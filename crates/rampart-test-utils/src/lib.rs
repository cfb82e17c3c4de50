// Copyright (c) 2025-2026 Federico Hoerth <memparanoid@gmail.com>
// SPDX-License-Identifier: GPL-3.0-only
// See LICENSE in the repository root for full license text.

//! Test utilities for Rampart crates.
//!
//! - [`DropLedger`] / [`Tracked`]: count constructions, clones and drops, and
//!   optionally panic on clone.
//! - [`Fused`]: an element whose `Default` panics after a per-thread budget.
//! - [`NoClone`]: a move-only element.
//! - [`index_permutations`]: exhaustive orderings for order-sensitive tests.
//!
//! ## License
//!
//! GPL-3.0-only

mod fused;
mod permutations;
mod tracked;

pub use fused::Fused;
pub use permutations::index_permutations;
pub use tracked::{DropLedger, Tracked};

/// Element type with no `Clone` implementation.
#[derive(Debug, Default, PartialEq, Eq)]
pub struct NoClone(pub u32);
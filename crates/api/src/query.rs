//! Shared query parameter types for API handlers.

use academy_core::pagination::{clamp_limit, clamp_offset, DEFAULT_PAGE_LIMIT, MAX_PAGE_LIMIT};
use serde::Deserialize;

/// Generic pagination parameters (`?limit=&offset=`).
#[derive(Debug, Default, Deserialize)]
pub struct PaginationParams {
    pub limit: Option<i64>,
    pub offset: Option<i64>,
}

impl PaginationParams {
    /// Clamped `(limit, offset)` ready to bind into a query.
    pub fn resolve(&self) -> (i64, i64) {
        (
            clamp_limit(self.limit, DEFAULT_PAGE_LIMIT, MAX_PAGE_LIMIT),
            clamp_offset(self.offset),
        )
    }
}
//! Handlers for salary payments.
//!
//! Payments are created and listed per teacher
//! (`/teachers/{teacher_id}/salaries`) and read, updated or deleted by ID
//! (`/salaries/{id}`).

use academy_core::error::CoreError;
use academy_core::pagination::{clamp_limit, clamp_offset, DEFAULT_PAGE_LIMIT, MAX_PAGE_LIMIT};
use academy_core::roles::Role;
use academy_core::salary::{average_salary, validate_amount};
use academy_core::types::DbId;
use academy_db::models::salary::{CreateSalary, Salary, UpdateSalary};
use academy_db::repositories::SalaryRepo;
use axum::extract::{Path, Query, State};
use axum::http::StatusCode;
use axum::Json;
use chrono::NaiveDate;
use serde::{Deserialize, Serialize};
use validator::Validate;

use crate::error::{AppError, AppResult};
use crate::handlers::person::require_role;
use crate::response::DataResponse;
use crate::state::AppState;

/// Query parameters for `GET /salaries`.
#[derive(Debug, Deserialize)]
pub struct SalaryListParams {
    /// Only payments made on this date (`YYYY-MM-DD`).
    pub date: Option<NaiveDate>,
    pub limit: Option<i64>,
    pub offset: Option<i64>,
}

/// Query parameters for the average endpoint.
#[derive(Debug, Deserialize)]
pub struct AverageParams {
    pub months: Option<u32>,
}

/// Average of a teacher's most recent payments.
#[derive(Debug, Serialize)]
pub struct SalaryAverage {
    pub teacher_id: DbId,
    pub months: u32,
    /// `null` when the teacher has never been paid.
    pub average: Option<f64>,
}

fn not_found(id: DbId) -> AppError {
    AppError::Core(CoreError::NotFound {
        entity: "Salary",
        id,
    })
}

/// POST /api/v1/teachers/{teacher_id}/salaries
pub async fn create_for_teacher(
    State(state): State<AppState>,
    Path(teacher_id): Path<DbId>,
    Json(input): Json<CreateSalary>,
) -> AppResult<(StatusCode, Json<DataResponse<Salary>>)> {
    input.validate()?;
    validate_amount(input.amount)?;

    let salary = SalaryRepo::create_for_teacher(&state.pool, teacher_id, &input).await??;
    tracing::info!(salary_id = salary.id, teacher_id, amount = salary.amount, "Salary recorded");
    Ok((StatusCode::CREATED, Json(DataResponse { data: salary })))
}

/// GET /api/v1/teachers/{teacher_id}/salaries
pub async fn list_by_teacher(
    State(state): State<AppState>,
    Path(teacher_id): Path<DbId>,
) -> AppResult<Json<DataResponse<Vec<Salary>>>> {
    require_role(&state, teacher_id, Role::Teacher).await?;
    let salaries = SalaryRepo::list_by_teacher(&state.pool, teacher_id).await?;
    Ok(Json(DataResponse { data: salaries }))
}

/// GET /api/v1/teachers/{teacher_id}/salaries/average?months=N
///
/// `months` defaults to 1 (the latest payment).
pub async fn average_for_teacher(
    State(state): State<AppState>,
    Path(teacher_id): Path<DbId>,
    Query(params): Query<AverageParams>,
) -> AppResult<Json<DataResponse<SalaryAverage>>> {
    let months = params.months.unwrap_or(1);
    require_role(&state, teacher_id, Role::Teacher).await?;

    let payments: Vec<(NaiveDate, f64)> = SalaryRepo::list_by_teacher(&state.pool, teacher_id)
        .await?
        .into_iter()
        .map(|s| (s.paid_on, s.amount))
        .collect();
    let average = average_salary(&payments, months)?;

    Ok(Json(DataResponse {
        data: SalaryAverage {
            teacher_id,
            months,
            average,
        },
    }))
}

/// GET /api/v1/salaries
pub async fn list(
    State(state): State<AppState>,
    Query(params): Query<SalaryListParams>,
) -> AppResult<Json<DataResponse<Vec<Salary>>>> {
    let limit = clamp_limit(params.limit, DEFAULT_PAGE_LIMIT, MAX_PAGE_LIMIT);
    let offset = clamp_offset(params.offset);
    let salaries = match params.date {
        Some(date) => SalaryRepo::list_by_date(&state.pool, date, limit, offset).await?,
        None => SalaryRepo::list(&state.pool, limit, offset).await?,
    };
    Ok(Json(DataResponse { data: salaries }))
}

/// GET /api/v1/salaries/{id}
pub async fn get_by_id(
    State(state): State<AppState>,
    Path(id): Path<DbId>,
) -> AppResult<Json<DataResponse<Salary>>> {
    let salary = SalaryRepo::find_by_id(&state.pool, id)
        .await?
        .ok_or_else(|| not_found(id))?;
    Ok(Json(DataResponse { data: salary }))
}

/// PUT /api/v1/salaries/{id}
pub async fn update(
    State(state): State<AppState>,
    Path(id): Path<DbId>,
    Json(input): Json<UpdateSalary>,
) -> AppResult<Json<DataResponse<Salary>>> {
    input.validate()?;
    if let Some(amount) = input.amount {
        validate_amount(amount)?;
    }

    let salary = SalaryRepo::update(&state.pool, id, &input)
        .await?
        .ok_or_else(|| not_found(id))?;
    tracing::info!(salary_id = id, "Salary updated");
    Ok(Json(DataResponse { data: salary }))
}

/// DELETE /api/v1/salaries/{id}
pub async fn delete(
    State(state): State<AppState>,
    Path(id): Path<DbId>,
) -> AppResult<StatusCode> {
    if SalaryRepo::delete(&state.pool, id).await? {
        tracing::info!(salary_id = id, "Salary deleted");
        Ok(StatusCode::NO_CONTENT)
    } else {
        Err(not_found(id))
    }
}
____________
Aim of the task: Search the entries for the string "StatusCode" and return each line where it turns up.

Exercise solution:
use axum::http::StatusCode;
) -> AppResult<(StatusCode, Json<DataResponse<Salary>>)> {
    Ok((StatusCode::CREATED, Json(DataResponse { data: salary })))
) -> AppResult<StatusCode> {
        Ok(StatusCode::NO_CONTENT)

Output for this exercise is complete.